Et celui qui avait parlé se mit à marcher vivement le long de la haie qui le séparait des deux enfants.

« Qu’est-ce que c’est que ce monsieur-là ? demanda Ambroise tout ahuri à Emmanuel qui avait ôté respectueusement son képi.

— C’est le maître de musique du lycée : un bien brave homme, mais un fameux original. Il passe sa vie à chercher à faire des artistes, et il se passerait de dîner plutôt que de musique. C’est un Italien :
Parbleu, mon garçon, tu n’auras pas loin à aller !
il s’appelle M. Bardio. On lui joue quelquefois des tours au lycée, mais on l’aime tout de même. »

M. Bardio avait trouvé son échalier, et il arrivait à grandes enjambées. C’était un homme d’une cinquantaine d’années ; il avait un grand front découvert, des cheveux noirs qui grisonnaient, le regard perçant, l’air vif et bon. Il caressa la tête d’Ambroise comme il eût fait à un épagneul.

« Comme çà, mon garçon, tu comprends que tu n’es pas fort sur le violon, et tu voudrais apprendre ce que tu ne sais pas ? C’est bien cela ! Je t’ai écouté tout à l’heure. Tu ne sais rien, je te le répète : mais tu as de quoi apprendre. Qui est-ce qui t’a montré ?

— Personne, monsieur ! dit Ambroise tout penaud d’entendre constater qu’il ne savait rien par quelqu’un qui devait s’y connaître.

— Comment, personne ? pas possible ! Voyons, Arnaudeau, puisque vous connaissez ce garçon-là, expliquez-moi un peu ce qu’il veut dire. »

Emmanuel l’expliqua : la petite Anne lui avait communiqué son enthousiasme pour les études solitaires d’Ambroise. Il raconta tout : et quand il fut arrivé à la bataille, Ambroise reprit la parole pour célébrer la vaillance de « ce bon M. Emmanuel ». M. Bardio écoutait, souriant doucement. Il n’interrompit qu’une seule fois, au récit des efforts de Véronique pour apprendre à lire afin de faire comprendre à Ambroise le grimoire du cahier vert :

« La brave petite fille ! s’écria-t-il. J’aimerais à lui apprendre la musique. »

Quand l’histoire fut finie :

« Bien, mon garçon ; très-bien ! Je me charge de toi. Es-tu ici pour quelque temps ?
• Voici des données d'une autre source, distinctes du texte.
#[derive(Args)]
pub struct AnnouncementChanges {
    #[arg(long)]
    title: Option<String>,
    #[arg(long)]
    message: Option<String>,
    #[arg(long)]
    category: Option<String>,
    #[arg(long)]
    expires: Option<NaiveDate>,
}

impl From<AnnouncementArgs> for AnnouncementDraft {
    fn from(args: AnnouncementArgs) -> Self {
        Self {
            title: args.title,
            message: args.message,
            category: args.category,
            expiry_date: args.expires,
        }
    }
}

impl From<AnnouncementChanges> for AnnouncementPatch {
    fn from(args: AnnouncementChanges) -> Self {
        Self {
            title: args.title,
            message: args.message,
            category: args.category,
            expiry_date: args.expires,
        }
    }
}

impl CliResource for Announcement {
    const HEADERS: &'static [&'static str] =
        &["ID", "Title", "Category", "Message", "Published", "Expires"];

    fn row(&self) -> Vec<String> {
        vec![
            self.id.to_string(),
            self.title.clone(),
            self.category.clone(),
            self.message.clone(),
            render::opt(self.publish_date.map(|d| d.date()).as_ref()),
            render::opt(self.expiry_date.map(|d| d.date()).as_ref()),
        ]
    }

    fn patch_is_empty(patch: &AnnouncementPatch) -> bool {
        patch.is_empty()
    }
}

// =============================================================================
// Attendance
// =============================================================================

#[derive(Args)]
pub struct AttendanceArgs {
    #[arg(long)]
    event: EventId,
    #[arg(long)]
    member: MemberId,
    /// `present` or `absent`
    #[arg(long, default_value_t)]
    status: AttendanceStatus,
}

#[derive(Args)]
pub struct AttendanceChanges {
    #[arg(long)]
    event: Option<EventId>,
    #[arg(long)]
    member: Option<MemberId>,
    #[arg(long)]
    status: Option<AttendanceStatus>,
}

impl From<AttendanceArgs> for AttendanceDraft {
    fn from(args: AttendanceArgs) -> Self {
        Self {
            event_id: args.event,
            member_id: args.member,
            status: args.status,
        }
    }
}

impl From<AttendanceChanges> for AttendancePatch {
    fn from(args: AttendanceChanges) -> Self {
        Self {
            event_id: args.event,
            member_id: args.member,
            status: args.status,
        }
    }
}

impl CliResource for Attendance {
    const HEADERS: &'static [&'static str] = &["ID", "Event", "Member", "Status"];

    fn row(&self) -> Vec<String> {
        vec![
            self.id.to_string(),
            self.event_name
                .clone()
                .unwrap_or_else(|| format!("#{}", self.event_id)),
            self.member_name
                .clone()
                .unwrap_or_else(|| format!("#{}", self.member_id)),
            self.status.to_string(),
        ]
    }

    fn patch_is_empty(patch: &AttendancePatch) -> bool {
        patch.is_empty()
    }
}

#[cfg(test)]
#[allow(clippy::unwrap_used)]
mod tests {
    use std::str::FromStr;

    use super::*;
    use parish_core::{Email, Role, UserId};

    fn user(role: Role) -> UserRecord {
        UserRecord {
            id: UserId::new(1),
            name: "Test".into(),
            email: Email::parse("test@parish.test").unwrap(),
            role,
            member_id: None,
        }
    }

    fn draft(member: Option<i32>) -> DonationDraft {
        DonationDraft {
            member_id: member.map(MemberId::new),
            amount: Amount::from_str("10").unwrap(),
            kind: DonationKind::Offering,
            date: None,
        }
    }

    #[test]
    fn test_member_donation_drops_member_id() {
        let mut d = draft(Some(4));
        Donation::scope_draft(&mut d, &user(Role::Member));
        assert_eq!(d.member_id, None);
    }

    #[test]
    fn test_admin_donation_keeps_member_id() {
        let mut d = draft(Some(4));
        Donation::scope_draft(&mut d, &user(Role::Admin));
        assert_eq!(d.member_id, Some(MemberId::new(4)));
    }

    #[test]
    fn test_donation_total_footer() {
        let donations: Vec<Donation> = serde_json::from_str(
            r#"[{"id": 1, "amount": 10.5, "type": "tithe"},
                {"id": 2, "amount": 4.25, "type": "offering"}]"#,
        )
        .unwrap();
        assert_eq!(
            Donation::footer(&donations).unwrap(),
            "Total: 14.75 (2 donations)"
        );
    }

    #[test]
    fn test_empty_changes_detected() {
        let changes = EventChanges {
            name: None,
            date: None,
            description: None,
        };
        assert!(Event::patch_is_empty(&changes.into()));
    }

    #[test]
    fn test_write_actions() {
        assert!(!Crud::<Event>::List.is_write());
        assert!(!Crud::<Event>::Show(EventId::new(1)).is_write());
        assert!(Crud::<Event>::Remove { id: EventId::new(1), yes: true }.is_write());
    }
}
impl Drop for FakeBackend {
    fn drop(&mut self) {
        self.server.abort();
    }
}

// =============================================================================
// Middleware and helpers
// =============================================================================

async fn record(State(data): State<Shared>, request: Request, next: Next) -> Response {
    let entry = RecordedRequest {
        method: request.method().to_string(),
        path: request.uri().path().to_string(),
        authorization: request
            .headers()
            .get(header::AUTHORIZATION)
            .and_then(|v| v.to_str().ok())
            .map(str::to_string),
    };
    lock(&data).requests.push(entry);
    next.run(request).await
}

fn error(status: StatusCode, message: &str) -> Response {
    (status, Json(json!({ "error": message }))).into_response()
}

/// Resolve the bearer token to an account.
fn caller(data: &BackendData, headers: &HeaderMap) -> Result<Account, Response> {
    let token = headers
        .get(header::AUTHORIZATION)
        .and_then(|v| v.to_str().ok())
        .and_then(|v| v.strip_prefix("Bearer "))
        .ok_or_else(|| error(StatusCode::UNAUTHORIZED, "Authorization required"))?;

    let user_id = data
        .tokens
        .get(token)
        .ok_or_else(|| error(StatusCode::UNAUTHORIZED, "Token has expired"))?;

    data.accounts
        .iter()
        .find(|a| a.id == *user_id)
        .cloned()
        .ok_or_else(|| error(StatusCode::UNAUTHORIZED, "Unknown user"))
}

fn known(collection: &str) -> Result<&'static [&'static str], Response> {
    COLLECTIONS
        .iter()
        .find(|(name, _)| *name == collection)
        .map(|(_, required)| *required)
        .ok_or_else(|| error(StatusCode::NOT_FOUND, "Not found"))
}

fn check_access(account: &Account, collection: &str, write: bool) -> Result<(), Response> {
    let admin_needed = ADMIN_ONLY.contains(&collection)
        || (write && ADMIN_WRITE.contains(&collection));
    if admin_needed && account.role != Role::Admin {
        return Err(error(StatusCode::FORBIDDEN, "Admin access required"));
    }
    Ok(())
}

/// Whether `record` in `collection` is visible to `account`.
fn visible(account: &Account, collection: &str, record: &Value) -> bool {
    if account.role == Role::Admin || collection != "donations" {
        return true;
    }
    record.get("user_id").and_then(Value::as_i64) == Some(i64::from(account.id))
}

// =============================================================================
// Auth handlers
// =============================================================================

#[derive(Deserialize)]
struct LoginBody {
    email: String,
    password: String,
}

async fn login(State(data): State<Shared>, Json(body): Json<LoginBody>) -> Response {
    let mut data = lock(&data);
    let Some(account) = data
        .accounts
        .iter()
        .find(|a| a.email.eq_ignore_ascii_case(&body.email) && a.password == body.password)
        .cloned()
    else {
        return error(StatusCode::UNAUTHORIZED, "Invalid email or password");
    };

    data.issued += 1;
    let token = format!("token-{}-{}", account.id, data.issued);
    data.tokens.insert(token.clone(), account.id);

    Json(json!({ "access_token": token, "user": account.to_json() })).into_response()
}

#[derive(Deserialize)]
struct RegisterBody {
    name: String,
    email: String,
    password: String,
    #[serde(default)]
    claim_code: Option<String>,
}

async fn register(State(data): State<Shared>, Json(body): Json<RegisterBody>) -> Response {
    let mut data = lock(&data);
    if body.name.is_empty() || body.email.is_empty() || body.password.is_empty() {
        return error(StatusCode::BAD_REQUEST, "Missing required fields");
    }
    if data
        .accounts
        .iter()
        .any(|a| a.email.eq_ignore_ascii_case(&body.email))
    {
        return error(StatusCode::CONFLICT, "User already exists");
    }

    let member_id = match body.claim_code {
        Some(code) => match data.claim_codes.remove(&code) {
            Some(member_id) => Some(member_id),
            None => return error(StatusCode::BAD_REQUEST, "Invalid claim code"),
        },
        None => None,
    };

    let id = data.next_id();
    data.accounts.push(Account {
        id,
        name: body.name,
        email: body.email,
        password: body.password,
        role: Role::Member,
        member_id,
    });

    (
        StatusCode::CREATED,
        Json(json!({ "message": "User registered", "user_id": id, "member_id": member_id })),
    )
        .into_response()
}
— Pour jusqu’à la Saint-Pierre. Je loge à la ville, et je suis engagé pour tous les préveils des environs. Après cela je retournerai au pays ; et puis je reviendrai un peu, quand les moissons seront rentrées, pour faire danser à plusieurs noces qui se feront à ce moment-là : je suis déjà retenu.

— Très-bien ! Voyons ton violon… vieux violon… assez bon instrument… donne un peu ton archet.

— Oh ! comme il a de beaux sons ! murmura Ambroise en écoutant le beau chant large et pénétrant que M. Bardio tirait de son violon.

— Je t’apprendrai à le faire chanter comme cela. Tiens, prends-le… fais-moi cet exercice… comme ceci… les doigts posés comme cela… Vois, tu joues déjà mieux. Allons encore ! »

Et, sans s’inquiéter de la chaleur de midi, ni de la foule qui s’amassait et qui écoutait bouche béante, M. Bardio donna à Ambroise sa première vraie leçon de violon.